Cornelia de Lange Syndrome (CdLS) is a usually sporadic disorder, although cases of familial X-linked dominant, autosomal dominant, and paternal gonadal mosaicism modes of inheritance have been reported. Seven genes including NIPBL (Nipped-BLike Protein), SMC1A (Structural Maintenance Of Chromosomes 1A), SMC3 (Structural Maintenance of Chromosomes 3), RAD21 (Human Homolog of Schizosaccharomyces pombe radiation sensitive mutant 21), BRD4 (Bromodomain containing 4), HDAC8 (histone deacetylase 8) and ANKRD11 (Ankyrin repeat domain 11) have been associated with CdLS. The prevalence of CdLS is roughly 0.5-10 per 100,000 births [1], and this syndrome is typically diagnosed at birth by characteristic facial features (well defined, arched eyebrows with synophrys, long philtrum, thin lips, and crescent-shaped mouth), microbrachycephaly and limb defects. Affected individuals may develop severe intellectual disability, behavioral problems (such as self-injurious behavior), autism, and proportionately small stature [2,3]. One of the largest and most recent reviews of prenatal CdLS (53 cases) demonstrated that fetal growth restriction (FGR) appeared in 81% and was detectable as early as 16 weeks. The characteristic facial features were detected in 49% of cases at 19-20 weeks [4].

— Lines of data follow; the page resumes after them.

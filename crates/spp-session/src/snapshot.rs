//! Observable session state
//!
//! All components write into one [`SessionStore`]. Every mutation happens
//! under a single lock and is republished on a `watch` channel, so a reader
//! of the snapshot never sees a half-applied transition (for example the
//! adapter reported off while the connection still reads as open).

use parking_lot::Mutex;
use serde::Serialize;
use std::collections::BTreeMap;
use std::sync::Arc;
use tokio::sync::{broadcast, watch};

use crate::event::{DisconnectReason, ScanOutcome, SessionEvent};
use crate::registry::DeviceRegistry;
use crate::types::{AdapterState, Capability, PermissionStatus};

/// Discovery lifecycle
#[derive(Debug, Clone, Copy, PartialEq, Eq, Default, Serialize)]
#[serde(rename_all = "snake_case")]
pub enum DiscoveryState {
    /// No inquiry running
    #[default]
    Idle,
    /// Inquiry running, sightings flowing into the registry
    Scanning,
}

/// Connection lifecycle
#[derive(Debug, Clone, Copy, PartialEq, Eq, Default, Serialize)]
#[serde(rename_all = "snake_case")]
pub enum ConnectionState {
    /// No socket
    #[default]
    Idle,
    /// Handshake in flight
    Connecting,
    /// Streams bound, text flowing
    Open,
    /// Tearing down; no further input is accepted
    Closing,
}

impl std::fmt::Display for ConnectionState {
    fn fmt(&self, f: &mut std::fmt::Formatter<'_>) -> std::fmt::Result {
        match self {
            ConnectionState::Idle => write!(f, "idle"),
            ConnectionState::Connecting => write!(f, "connecting"),
            ConnectionState::Open => write!(f, "open"),
            ConnectionState::Closing => write!(f, "closing"),
        }
    }
}

/// Everything the presentation layer renders
#[derive(Debug, Clone, Default, PartialEq, Serialize)]
pub struct SessionSnapshot {
    /// Radio power state
    pub adapter_state: AdapterState,
    /// Last known permission status per capability
    pub capabilities: BTreeMap<Capability, PermissionStatus>,
    /// Discovery lifecycle
    pub discovery_state: DiscoveryState,
    /// Devices from the current or last scan
    pub devices: DeviceRegistry,
    /// Connection lifecycle
    pub connection_state: ConnectionState,
    /// Peer address while the connection is open
    pub connected_address: Option<String>,
    /// Text received on the current connection
    pub received_text: String,
    /// How the last scan ended
    pub last_scan_outcome: Option<ScanOutcome>,
    /// Why the last connection ended
    pub last_disconnect: Option<DisconnectReason>,
}

impl SessionSnapshot {
    /// Whether a connection is open
    pub fn is_connected(&self) -> bool {
        self.connection_state == ConnectionState::Open
    }

    /// Whether an inquiry is running
    pub fn is_scanning(&self) -> bool {
        self.discovery_state == DiscoveryState::Scanning
    }
}

/// Snapshot plus bookkeeping that is not part of the public view
#[derive(Debug, Default)]
pub(crate) struct Tracked {
    pub(crate) snapshot: SessionSnapshot,
    /// Bumped on every scan start and stop; stale sighting pumps compare against it
    pub(crate) scan_epoch: u64,
    /// Bumped on every connect attempt and teardown; stale readers compare against it
    pub(crate) link_epoch: u64,
    /// Address of the connect attempt in flight or the open peer
    pub(crate) target_address: Option<String>,
}

/// Shared, observable session state
pub struct SessionStore {
    tracked: Mutex<Tracked>,
    snapshot_tx: watch::Sender<SessionSnapshot>,
    event_tx: broadcast::Sender<SessionEvent>,
}

impl SessionStore {
    /// Create an empty store
    pub fn new(event_capacity: usize) -> Arc<Self> {
        let (snapshot_tx, _) = watch::channel(SessionSnapshot::default());
        let (event_tx, _) = broadcast::channel(event_capacity.max(1));
        Arc::new(Self {
            tracked: Mutex::new(Tracked::default()),
            snapshot_tx,
            event_tx,
        })
    }

    /// Apply a mutation and republish the snapshot if it changed
    pub(crate) fn update<R>(&self, f: impl FnOnce(&mut Tracked) -> R) -> R {
        let mut tracked = self.tracked.lock();
        let result = f(&mut tracked);
        self.snapshot_tx.send_if_modified(|current| {
            if *current != tracked.snapshot {
                *current = tracked.snapshot.clone();
                true
            } else {
                false
            }
        });
        result
    }

    /// Read under the lock
    pub(crate) fn read<R>(&self, f: impl FnOnce(&Tracked) -> R) -> R {
        f(&self.tracked.lock())
    }

    /// Publish an event; dropped when nobody listens
    pub(crate) fn emit(&self, event: SessionEvent) {
        let _ = self.event_tx.send(event);
    }

    /// Copy of the current snapshot
    pub fn snapshot(&self) -> SessionSnapshot {
        self.tracked.lock().snapshot.clone()
    }

    /// Watch the snapshot
    pub fn subscribe(&self) -> watch::Receiver<SessionSnapshot> {
        self.snapshot_tx.subscribe()
    }

    /// Receive events published from now on
    pub fn events(&self) -> broadcast::Receiver<SessionEvent> {
        self.event_tx.subscribe()
    }
}

impl std::fmt::Debug for SessionStore {
    fn fmt(&self, f: &mut std::fmt::Formatter<'_>) -> std::fmt::Result {
        f.debug_struct("SessionStore")
            .field("snapshot", &self.tracked.lock().snapshot)
            .finish()
    }
}

#[cfg(test)]
mod tests {
    use super::*;

    #[test]
    fn test_update_publishes_changes() {
        let store = SessionStore::new(8);
        let mut rx = store.subscribe();
        assert!(!rx.has_changed().unwrap());

        store.update(|t| t.snapshot.adapter_state = AdapterState::On);
        assert!(rx.has_changed().unwrap());
        assert_eq!(rx.borrow_and_update().adapter_state, AdapterState::On);

        // Identical state does not wake watchers
        store.update(|t| t.snapshot.adapter_state = AdapterState::On);
        assert!(!rx.has_changed().unwrap());
    }

    #[test]
    fn test_bookkeeping_not_published() {
        let store = SessionStore::new(8);
        let rx = store.subscribe();
        store.update(|t| t.link_epoch += 1);
        assert!(!rx.has_changed().unwrap());
        assert_eq!(store.read(|t| t.link_epoch), 1);
    }

    #[tokio::test]
    async fn test_events_fan_out() {
        let store = SessionStore::new(8);
        let mut a = store.events();
        let mut b = store.events();
        store.emit(SessionEvent::ScanStarted);
        assert_eq!(a.recv().await.unwrap(), SessionEvent::ScanStarted);
        assert_eq!(b.recv().await.unwrap(), SessionEvent::ScanStarted);
    }
}
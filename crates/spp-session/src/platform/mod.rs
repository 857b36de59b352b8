//! Platform collaborator traits
//!
//! The session core never talks to a radio stack directly. It depends on
//! four narrow capabilities, each an async trait object:
//!
//! - [`PermissionProvider`] - OS permission status and prompts
//! - [`RadioAdapter`] - radio power state and its change stream
//! - [`DiscoveryTransport`] - inquiry scan producing [`Sighting`]s
//! - [`ConnectionTransport`] - RFCOMM connect returning a [`SerialLink`]
//!
//! [`Platform`] bundles one implementation of each. Backends:
//!
//! - [`crate::test_utils::MockPlatform`] - scriptable, always available
//! - [`bluez::BluezPlatform`] - Linux BlueZ (requires `bluez` feature)
//!   ```bash
//!   apt install libdbus-1-dev pkg-config
//!   ```

#[cfg(feature = "bluez")]
pub mod bluez;

#[cfg(feature = "bluez")]
pub use bluez::BluezPlatform;

use async_trait::async_trait;
use bytes::Bytes;
use futures::stream::{BoxStream, StreamExt};
use std::collections::HashMap;
use std::io;
use std::sync::Arc;
use tokio::io::{AsyncRead, AsyncReadExt, AsyncWrite};

use crate::error::Result;
use crate::types::{AdapterState, Capability, PermissionStatus, Sighting};

/// Size of each read issued against a socket input half
const READ_CHUNK_SIZE: usize = 1024;

/// Inbound bytes from a peer; stream end means the peer closed the socket
pub type ByteStream = BoxStream<'static, io::Result<Bytes>>;

/// Outbound half of a socket
pub type ByteSink = Box<dyn AsyncWrite + Send + Unpin>;

/// Sightings from one inquiry; an `Err` item is a scan failure, stream end is completion
pub type SightingStream = BoxStream<'static, Result<Sighting>>;

/// Radio power transitions in the order the stack reported them
pub type PowerStateStream = BoxStream<'static, AdapterState>;

/// OS permission model
#[async_trait]
pub trait PermissionProvider: Send + Sync {
    /// Current status, without prompting
    async fn query_status(&self, capability: Capability) -> Result<PermissionStatus>;

    /// Prompt for every listed capability in one batch
    async fn request_all(
        &self,
        capabilities: &[Capability],
    ) -> Result<HashMap<Capability, PermissionStatus>>;

    /// Take the user to the system settings page for this app
    async fn open_system_settings(&self) -> Result<()>;
}

/// Local radio power state
#[async_trait]
pub trait RadioAdapter: Send + Sync {
    /// Current power state
    async fn current_power_state(&self) -> Result<AdapterState>;

    /// Subscribe to power state changes
    async fn subscribe_power_state(&self) -> Result<PowerStateStream>;
}

/// Inquiry scan
#[async_trait]
pub trait DiscoveryTransport: Send + Sync {
    /// Start an inquiry
    async fn start_scan(&self) -> Result<SightingStream>;

    /// Cancel the running inquiry, if any
    async fn cancel_scan(&self) -> Result<()>;
}

/// RFCOMM connector
#[async_trait]
pub trait ConnectionTransport: Send + Sync {
    /// Open a serial socket to the device at `address`
    ///
    /// Fails on timeout, refusal, or an unavailable peer. The error is
    /// inspected to classify the failure for the user.
    async fn connect_by_address(&self, address: &str) -> io::Result<SerialLink>;
}

/// Both halves of an open serial socket
///
/// Closing is `shutdown` on the output half followed by dropping both.
pub struct SerialLink {
    /// Inbound bytes
    pub input: ByteStream,
    /// Outbound bytes
    pub output: ByteSink,
}

impl SerialLink {
    /// Bundle the two halves
    pub fn new(input: ByteStream, output: ByteSink) -> Self {
        Self { input, output }
    }

    /// Build a link from split halves of an async socket
    pub fn from_split<R, W>(reader: R, writer: W) -> Self
    where
        R: AsyncRead + Send + Unpin + 'static,
        W: AsyncWrite + Send + Unpin + 'static,
    {
        Self::new(read_chunks(reader), Box::new(writer))
    }
}

impl std::fmt::Debug for SerialLink {
    fn fmt(&self, f: &mut std::fmt::Formatter<'_>) -> std::fmt::Result {
        f.debug_struct("SerialLink").finish_non_exhaustive()
    }
}

/// Turn an async reader into a stream of chunks
///
/// The stream ends on EOF and after yielding the first read error.
pub fn read_chunks<R>(reader: R) -> ByteStream
where
    R: AsyncRead + Send + Unpin + 'static,
{
    futures::stream::unfold(Some(reader), |state| async move {
        let mut reader = state?;
        let mut buf = vec![0u8; READ_CHUNK_SIZE];
        match reader.read(&mut buf).await {
            Ok(0) => None,
            Ok(n) => {
                buf.truncate(n);
                Some((Ok(Bytes::from(buf)), Some(reader)))
            }
            Err(e) => Some((Err(e), None)),
        }
    })
    .boxed()
}

/// Permission provider for platforms without a permission model
///
/// Every capability is always granted and no prompt is ever shown.
#[derive(Debug, Default, Clone, Copy)]
pub struct UnrestrictedPermissions;

#[async_trait]
impl PermissionProvider for UnrestrictedPermissions {
    async fn query_status(&self, _capability: Capability) -> Result<PermissionStatus> {
        Ok(PermissionStatus::Granted)
    }

    async fn request_all(
        &self,
        capabilities: &[Capability],
    ) -> Result<HashMap<Capability, PermissionStatus>> {
        Ok(capabilities
            .iter()
            .map(|c| (*c, PermissionStatus::Granted))
            .collect())
    }

    async fn open_system_settings(&self) -> Result<()> {
        Ok(())
    }
}

/// One implementation of each collaborator
#[derive(Clone)]
pub struct Platform {
    /// Permission model
    pub permissions: Arc<dyn PermissionProvider>,
    /// Radio power state
    pub adapter: Arc<dyn RadioAdapter>,
    /// Inquiry scan
    pub discovery: Arc<dyn DiscoveryTransport>,
    /// RFCOMM connector
    pub connector: Arc<dyn ConnectionTransport>,
}

impl Platform {
    /// Bundle collaborators
    pub fn new(
        permissions: Arc<dyn PermissionProvider>,
        adapter: Arc<dyn RadioAdapter>,
        discovery: Arc<dyn DiscoveryTransport>,
        connector: Arc<dyn ConnectionTransport>,
    ) -> Self {
        Self {
            permissions,
            adapter,
            discovery,
            connector,
        }
    }
}

impl std::fmt::Debug for Platform {
    fn fmt(&self, f: &mut std::fmt::Formatter<'_>) -> std::fmt::Result {
        f.debug_struct("Platform").finish_non_exhaustive()
    }
}

#[cfg(test)]
mod tests {
    use super::*;
    use tokio::io::AsyncWriteExt;

    #[tokio::test]
    async fn test_unrestricted_permissions_grant_everything() {
        let provider = UnrestrictedPermissions;
        let statuses = provider.request_all(&Capability::ALL).await.unwrap();
        assert_eq!(statuses.len(), 3);
        assert!(statuses.values().all(PermissionStatus::is_granted));
        assert!(provider
            .query_status(Capability::Location)
            .await
            .unwrap()
            .is_granted());
    }

    #[tokio::test]
    async fn test_read_chunks_until_eof() {
        let (mut near, far) = tokio::io::duplex(64);
        let mut chunks = read_chunks(far);

        near.write_all(b"hello").await.unwrap();
        let first = chunks.next().await.unwrap().unwrap();
        assert_eq!(&first[..], b"hello");

        drop(near);
        assert!(chunks.next().await.is_none());
    }

    #[tokio::test]
    async fn test_link_from_split() {
        let (near, far) = tokio::io::duplex(64);
        let (reader, writer) = tokio::io::split(far);
        let mut link = SerialLink::from_split(reader, writer);
        let (mut near_reader, mut near_writer) = tokio::io::split(near);

        link.output.write_all(b"ping").await.unwrap();
        link.output.flush().await.unwrap();
        let mut buf = [0u8; 4];
        near_reader.read_exact(&mut buf).await.unwrap();
        assert_eq!(&buf, b"ping");

        near_writer.write_all(b"pong").await.unwrap();
        let chunk = link.input.next().await.unwrap().unwrap();
        assert_eq!(&chunk[..], b"pong");
    }
}
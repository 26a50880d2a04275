use serde_json::Value;

use crate::error::ProfileGenError;
use crate::file;
use crate::resolve::{self, ResolveInput};
use crate::settings::{ENV_PREFIX, Settings};
use crate::types::SearchPath;

/// Builder for discovering and layering [`Settings`].
///
/// Layers, lowest priority first: compiled defaults, `profilegen.toml` in each
/// of the [`search_paths()`](Self::search_paths), `PROFILEGEN__*` environment
/// variables, then [`cli_override()`](Self::cli_override) values.
pub struct SettingsBuilder {
    search_paths: Vec<SearchPath>,
    env_enabled: bool,
    strict: bool,
    cli_overrides: Vec<(String, Value)>,
}

impl Default for SettingsBuilder {
    fn default() -> Self {
        Self::new()
    }
}

impl SettingsBuilder {
    pub fn new() -> Self {
        Self {
            search_paths: vec![SearchPath::Platform, SearchPath::Cwd],
            env_enabled: true,
            strict: true,
            cli_overrides: Vec::new(),
        }
    }

    /// Replace the default search paths (`[Platform, Cwd]`), listed lowest
    /// priority first.
    pub fn search_paths(mut self, paths: Vec<SearchPath>) -> Self {
        self.search_paths = paths;
        self
    }

    /// Append a search path. It outranks every path already listed.
    pub fn add_search_path(mut self, path: SearchPath) -> Self {
        self.search_paths.push(path);
        self
    }

    /// Ignore `PROFILEGEN__*` environment variables.
    pub fn no_env(mut self) -> Self {
        self.env_enabled = false;
        self
    }

    /// Reject unknown keys in settings files (default: `true`).
    pub fn strict(mut self, strict: bool) -> Self {
        self.strict = strict;
        self
    }

    /// Override a dotted settings key. `None` is skipped, so optional clap
    /// arguments can be passed straight through.
    pub fn cli_override<V: Into<Value>>(mut self, key: &str, value: Option<V>) -> Self {
        if let Some(v) = value {
            self.cli_overrides.push((key.to_string(), v.into()));
        }
        self
    }

    /// Load and resolve settings through all layers.
    pub fn load(self) -> Result<Settings, ProfileGenError> {
        let files = file::load_settings_files(&self.search_paths)?;
        let env_vars = if self.env_enabled {
            std::env::vars().collect()
        } else {
            Vec::new()
        };

        resolve::resolve(ResolveInput {
            files,
            env_vars,
            env_prefix: self.env_enabled.then(|| ENV_PREFIX.to_string()),
            cli_overrides: self.cli_overrides,
            strict: self.strict,
        })
    }
}
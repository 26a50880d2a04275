//! Tool settings: where fragments live, where profiles go, and how the
//! fragment tree is laid out.
//!
//! Every field has a compiled default, so a settings file only needs the keys
//! it changes. See [`SettingsBuilder`](crate::SettingsBuilder) for how layers
//! are discovered and merged.

use std::path::PathBuf;

use serde::{Deserialize, Serialize};

/// Name of the platform config directory (`~/.config/profilegen` on Linux).
pub const APP_NAME: &str = "profilegen";

/// Settings file looked up in every search path.
pub const SETTINGS_FILE: &str = "profilegen.toml";

/// Environment variables named `PROFILEGEN__<KEY>` override settings.
pub const ENV_PREFIX: &str = "PROFILEGEN";

#[derive(Debug, Clone, PartialEq, Serialize, Deserialize)]
#[serde(default)]
pub struct Settings {
    /// Directory holding the fragment tree and the base config.
    pub fragment_root: PathBuf,

    /// Flat directory profiles are written to.
    pub output_dir: PathBuf,

    /// Base XML config, relative to `fragment_root`.
    pub base_config: PathBuf,

    /// Extension given to emitted profiles.
    pub file_extension: String,

    pub layout: Layout,
}

impl Default for Settings {
    fn default() -> Self {
        Self {
            fragment_root: PathBuf::from("configs"),
            output_dir: PathBuf::from("output"),
            base_config: PathBuf::from("base-config.xml"),
            file_extension: "xml".into(),
            layout: Layout::default(),
        }
    }
}

/// Glob patterns, relative to the fragment root, for each category.
#[derive(Debug, Clone, PartialEq, Serialize, Deserialize)]
#[serde(default)]
pub struct Layout {
    pub machines: String,
    pub extruders: String,
    pub qualities: String,
    pub materials: String,

    /// Fragments merged beneath every profile, in merge order. Discovery
    /// results for the varying categories never include these.
    pub defaults: Vec<String>,
}

impl Default for Layout {
    fn default() -> Self {
        Self {
            machines: "machine/*.json".into(),
            extruders: "extruder/*.json".into(),
            qualities: "quality/*.json".into(),
            materials: "material/*.json".into(),
            defaults: vec![
                "extruder/default-extruder.json".into(),
                "quality/default-quality.json".into(),
                "infill/default-infill.json".into(),
                "raft/default-raft.json".into(),
                "supports/default-supports.json".into(),
                "temp/default-temperature.json".into(),
            ],
        }
    }
}
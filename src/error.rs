use std::path::PathBuf;
use thiserror::Error;

#[derive(Debug, Error)]
pub enum ProfileGenError {
    #[error("Fragment root {path} does not exist")]
    MissingRoot { path: PathBuf },

    #[error("Fragment directory {path} for '{pattern}' does not exist")]
    MissingCategory { pattern: String, path: PathBuf },

    #[error("Fragment {path} matched outside of root {root}")]
    OutsideRoot { path: PathBuf, root: PathBuf },

    #[error("Invalid fragment pattern '{pattern}': {source}")]
    InvalidPattern {
        pattern: String,
        source: glob::PatternError,
    },

    #[error("Failed to enumerate fragments matching '{pattern}': {source}")]
    Discovery {
        pattern: String,
        source: glob::GlobError,
    },

    #[error("Fragment not found: {path}")]
    FragmentNotFound { path: PathBuf },

    #[error("Failed to read fragment {path}: {source}")]
    FragmentRead {
        path: PathBuf,
        source: std::io::Error,
    },

    #[error("Failed to parse fragment {path}: {source}")]
    FragmentParse {
        path: PathBuf,
        source: serde_json::Error,
    },

    #[error("Fragment {path} is not an object at the top level")]
    NotAnObject { path: PathBuf },

    #[error("Failed to parse XML {path}: {reason}")]
    XmlParse { path: PathBuf, reason: String },

    #[error("Composed profile must have exactly one root element, found {0}")]
    RootCount(usize),

    #[error("Failed to write {path}: {source}")]
    IoError {
        path: PathBuf,
        source: std::io::Error,
    },

    #[error("Failed to parse settings {path}: {source}")]
    SettingsParse {
        path: PathBuf,
        source: toml::de::Error,
    },

    #[error("Unknown key '{key}' in {path} (line {line})")]
    UnknownKey {
        key: String,
        path: PathBuf,
        line: usize,
    },

    #[error("Unknown keys in settings file")]
    UnknownKeys(Vec<ProfileGenError>),

    #[error("Invalid value for '{key}': {reason}")]
    InvalidValue { key: String, reason: String },
}

impl ProfileGenError {
    /// True for the errors raised while locating fragments on disk.
    pub fn is_discovery(&self) -> bool {
        matches!(
            self,
            ProfileGenError::MissingRoot { .. }
                | ProfileGenError::MissingCategory { .. }
                | ProfileGenError::OutsideRoot { .. }
                | ProfileGenError::InvalidPattern { .. }
                | ProfileGenError::Discovery { .. }
        )
    }

    /// True for the errors raised while reading or parsing a single fragment.
    pub fn is_fragment_load(&self) -> bool {
        matches!(
            self,
            ProfileGenError::FragmentNotFound { .. }
                | ProfileGenError::FragmentRead { .. }
                | ProfileGenError::FragmentParse { .. }
                | ProfileGenError::NotAnObject { .. }
                | ProfileGenError::XmlParse { .. }
        )
    }
}
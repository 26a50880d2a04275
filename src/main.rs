use std::process::ExitCode;

use clap::Parser;
use tracing_subscriber::EnvFilter;

use profilegen::{Cli, ProfileGenError, ProfileGenerator};

fn main() -> ExitCode {
    let cli = Cli::parse();

    let filter =
        EnvFilter::try_from_default_env().unwrap_or_else(|_| EnvFilter::new(cli.log_level()));
    tracing_subscriber::fmt()
        .with_env_filter(filter)
        .with_writer(std::io::stderr)
        .init();

    match run(cli) {
        Ok(()) => ExitCode::SUCCESS,
        Err(e) => {
            tracing::error!("{e}");
            if let ProfileGenError::UnknownKeys(keys) = &e {
                for key in keys {
                    tracing::error!("  {key}");
                }
            }
            ExitCode::FAILURE
        }
    }
}

fn run(cli: Cli) -> Result<(), ProfileGenError> {
    let settings = cli.settings_builder().load()?;
    tracing::debug!(?settings, "resolved settings");

    let generator = ProfileGenerator::new(&settings);
    let result = generator.handle(&cli.into_action())?;
    println!("{result}");
    Ok(())
}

Only one publication has thus far documented fetal brain MRI findings in an affected fetus [5]. This 22 week fetus had frontal bossing, subcutaneous edema, and small cerebral hemispheres. The current case is presented to highlight the similarity between the published fetal MRI brain imaging in our case and to suggest that fetal MRI may be beneficial in the evaluation of suspected CdLS cases. Early identification of this syndrome may be beneficial for counselling the parents of affected fetuses.

Case Report

During a routine fetal anatomic survey at 19 6/7 weeks gestation, a female fetus was found to have a single umbilical artery, absent nasal bone, echogenic kidneys, scalp edema, and a poorly visualized cavum septum pellucidum. Fetal growth was normal at that time (Table 1). For further characterization of the septum pellucidum abnormality, fetal brain MRI performed at 22 6/7 weeks gestation (Figure 1) noted a remarkably enlarged extra-axial space and scalp edema (solid arrows) but was thought otherwise to be structurally normal. Amniocentesis was performed, and both limited karyotype and microarray were normal. With no definitive diagnosis, the parents decided to continue the pregnancy. The patient was born prematurely at 36 weeks and demonstrated clinical findings consistent with CdLS, namely late onset FGR, microcephaly (head circumference 29 cm), copious dark hair present over the scalp with low anterior and very low posterior hairline, and highly arched eyebrows. The fourth digit on the left hand was missing. The right thumb was hypoplastic, and the right fifth digit had striking distal phalange hypoplasia. She had bilateral optic nerve colobomas. Using Cornelina de Lange Syndrome NextGen Sequencing panel (Prevention Genetics, WI, USA), she was confirmed to be heterozygous for c.2653dup G resulting in premature termination of the NIPBL gene. Neonatal brain MRI at 36 5/7 weeks was notable for microbrachycephaly, a simplified gyral pattern of frontal lobes, and partial agenesis of the corpus callosum (Figure 2). She was discharged from the neonatal intensive care on day of life 49 with a gastrostomy tube in place.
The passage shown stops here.